Instalada a República, seu proclamador, o marechal Deodoro da Fonseca, renuncia e sucede-lhe, à revelia da Constituição (que mandava fazer nova eleição), o vice, Floriano Peixoto.

E assim foi ao longo do tempo. O terceiro presidente – e primeiro civil eleito -, Prudente de Morais, viveu atormentado pelo vice, Manuel Vitorino, que, substituindo-o interinamente, em face de enfermidade, não lhe quis devolver o cargo. Problemão.

A crise desembocou na tentativa de assassinato do presidente, mas a má pontaria do assassino matou o ministro da Guerra, Carlos Bittencourt. Ao todo, oito vice-presidentes governaram.

Quando da queda do poder civil, em 1964, lá estava um vice, João Goulart; idem quando da restauração do poder civil: José Sarney. Também no resgate das eleições diretas, o eleito, Fernando Collor, não governou até o fim.

O privilégio coube ao vice, Itamar Franco, em cujo mandato implantou-se o Plano Real, sepultado pelo PT, cujo reinado, ora em conclusão, dá-se por meio do vice que Lula escolheu para Dilma Roussef: Michel Temer.

Não é casual, pois, que os candidatos hoje favoritos à Presidência, Jair Bolsonaro (PSL) e Geraldo Alckmin (PSDB), estejam às voltas exatamente com a escolha do respectivo vice-presidente.

As chances de que venha a assumir, tendo em vista a tradição, não são remotas ou hipotéticas.
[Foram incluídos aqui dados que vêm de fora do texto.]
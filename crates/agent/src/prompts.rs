use chrono::NaiveDate;

/// System prompt for the reservation agent. The model relays requests and
/// renders results; every decision about a booking is made by the tools.
pub fn system_prompt(today: NaiveDate) -> String {
    format!(
        "You are the reservation assistant for Liwa Glamping Resort, a tepee \
glamping site in the Philippines. Today's date is {today}.\n\
\n\
Rooms: Couple Tepee (2 guests, P2,499 weeknight / P2,999 weekend), Standard \
Tepee (4 guests, P4,499 / P4,999), Deluxe Tepee (7 guests, P6,999 / P7,499). \
Weekend rates apply Friday through Sunday nights. Add-ons: early check-in \
P500, late check-out P500, breakfast P350 per guest per night, full board \
P1,200 per guest per night, pet fee P500. Breakfast and full board cannot be \
combined.\n\
\n\
When a guest wants to change a booking, call the updateBooking tool with only \
the fields they asked to change. When a guest wants to cancel, ask them to \
confirm first, then call the cancelBooking tool with confirmation set to true \
only after they have clearly confirmed. Bookings are identified by reference \
codes like REF123456789; use the code the guest mentioned most recently.\n\
\n\
Never invent prices or availability. Report tool results to the guest exactly \
as returned. Be warm and concise."
    )
}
Daí o cuidado com a escolha. Em princípio, busca-se alguém que agregue votos ou prestígio.

E esse alguém, em face desse prestígio, pode ser um aliado na campanha, mas um incômodo após a posse.

Alckmin buscou um empresário de renome, Josué Alencar, filho do ex-vice de Lula, José Alencar, mas este – quer por ter testemunhado o mandato do pai, quer por ter mais o que fazer – recusou. Já havia recusado também convite de Ciro Gomes (aí provavelmente em legítima defesa).

A busca de Alckmin prossegue, mas o arco de alianças em que se meteu – o Centrão – não lhe facilita a vida. Muitos querem a vaga, embora alguns ofereçam o risco de, uma vez empossado, a ocuparem desde a cadeia. Waldemar Costa Neto, por exemplo.

Bolsonaro quis o senador Magno Malta, evangélico, de grande prestígio em seu meio. Mas Malta está no partido de Waldemar, o PR, que, para cedê-lo, queria um pedaço da República.

Tentou então o general Augusto Heleno, de grande prestígio no meio militar e seu consultor informal. Mas o partido a que o general se filiou, o PRP, vetou a parceria, alegando que precisa de quadros no Congresso. Bolsonaro procurou então uma mulher, a advogada Janaína Pascoal, uma das mentoras do impeachment de Dilma.

Mas Janaína, em plena convenção do PSL, optou por relacionar as divergências com o titular, esquecendo-se de mencionar as convergências. Resultado: causou grande desconforto e pôs o convite na marca do pênalti. Bolsonaro definirá o imbróglio na terça-feira, numa conversa com ela, que se prenuncia tensa.

Fala-se na alternativa de chamar para o posto um herdeiro da Casa Imperial, o príncipe (e cientista social) dom Luís Felipe de Orleans e Bragança, filiado ao PSL e candidato à Câmara Federal.

Concretamente, porém, a campanha empacou nos vices. Espera-se que, após a posse, não se repita a tradição – recente e remota – de colocar em campo o regra três.